▶ **DATASET EXCERPTS**

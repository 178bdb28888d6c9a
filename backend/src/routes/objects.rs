use chrono::TimeZone;
use log::warn;
use serde::{Deserialize, Serialize};
use std::fmt::Display;

use super::{format_hh_mm, format_optional};
use crate::models::{
    EquatorialPosition, ObjectId, ObjectVisibility, ObserverFrame, TimeInstant, Visibility,
};
use crate::services::{compute_batch, VisibilityEngine};

/// Catalog entry as stored by the observation log.
#[derive(Debug, Clone, PartialEq, Serialize, Deserialize)]
pub struct CatalogObject {
    pub id: ObjectId,
    pub name: String,
    /// Right ascension in hours, when known.
    pub ra_hours: Option<f64>,
    /// Declination in degrees, when known.
    pub dec_deg: Option<f64>,
    #[serde(default)]
    pub comments: String,
}

impl CatalogObject {
    /// Catalog position, `None` when either coordinate is missing or out of
    /// range.
    pub fn position(&self) -> Option<EquatorialPosition> {
        match EquatorialPosition::from_optional(self.ra_hours, self.dec_deg) {
            Ok(position) => position,
            Err(e) => {
                warn!("{} ({}): {e}", self.name, self.id);
                None
            }
        }
    }
}

/// One row of the objects table.
#[derive(Debug, Clone, Serialize)]
pub struct ObjectRow {
    pub id: ObjectId,
    pub name: String,
    pub ra: String,
    pub dec: String,
    /// Local time of the next transit, blank when unavailable.
    pub transit: String,
    pub rise: String,
    pub set: String,
    pub comments: String,
    pub visibility: Visibility,
}

/// Position of an object on the polar sky plot.
#[derive(Debug, Clone, Serialize)]
pub struct PolarMarker {
    pub id: ObjectId,
    pub label: String,
    pub azimuth: qtty::Degrees,
    pub altitude: qtty::Degrees,
}

/// Objects table with the markers for everything currently above the horizon.
#[derive(Debug, Clone, Serialize)]
pub struct ObjectsTable {
    pub rows: Vec<ObjectRow>,
    pub markers: Vec<PolarMarker>,
}

/// Route function name constant
pub const GET_OBJECT_ROWS: &str = "get_object_rows";

/// Build the objects table for one site and reference instant.
///
/// # Arguments
/// * `engine` - Horizon model
/// * `frame` - Observer site bound to the reference instant
/// * `objects` - Catalog entries, in display order
/// * `tz` - Time zone used to render the transit, rise and set times
pub fn build_objects_table<Tz>(
    engine: &VisibilityEngine,
    frame: &ObserverFrame,
    objects: &[CatalogObject],
    tz: &Tz,
) -> ObjectsTable
where
    Tz: TimeZone,
    Tz::Offset: Display,
{
    let targets: Vec<_> = objects.iter().map(CatalogObject::position).collect();
    let results = compute_batch(engine, frame, &targets);

    let mut rows = Vec::with_capacity(objects.len());
    let mut markers = Vec::new();

    for (object, result) in objects.iter().zip(results) {
        // a failed row renders like one without coordinates
        let visibility = result.unwrap_or(Visibility::Unavailable);
        let cell = |pick: fn(&ObjectVisibility) -> Option<TimeInstant>| {
            visibility
                .as_available()
                .and_then(pick)
                .map(|t| format_hh_mm(&t, tz))
                .unwrap_or_default()
        };

        let row = ObjectRow {
            id: object.id,
            name: object.name.clone(),
            ra: format_optional(object.ra_hours, 6),
            dec: format_optional(object.dec_deg, 6),
            transit: cell(|v| Some(v.transit)),
            rise: cell(|v| v.rise()),
            set: cell(|v| v.set()),
            comments: object.comments.clone(),
            visibility,
        };

        if let Some(v) = visibility.as_available() {
            if v.horizontal.is_above_horizon() {
                markers.push(PolarMarker {
                    id: object.id,
                    label: object.name.clone(),
                    azimuth: v.horizontal.azimuth,
                    altitude: v.horizontal.altitude,
                });
            }
        }
        rows.push(row);
    }

    ObjectsTable { rows, markers }
}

▶ **YOUR INSTRUCTIONS**
In your reply, restate exactly the lines from the start of the records above through the line holding "the observation log.", including both, and nothing else.

▶ **EXERCISE OUTPUT**
repository 178bdb28888d6c9a
filename backend/src/routes/objects.rs
use chrono::TimeZone;
use log::warn;
use serde::{Deserialize, Serialize};
use std::fmt::Display;

use super::{format_hh_mm, format_optional};
use crate::models::{
    EquatorialPosition, ObjectId, ObjectVisibility, ObserverFrame, TimeInstant, Visibility,
};
use crate::services::{compute_batch, VisibilityEngine};

/// Catalog entry as stored by the observation log.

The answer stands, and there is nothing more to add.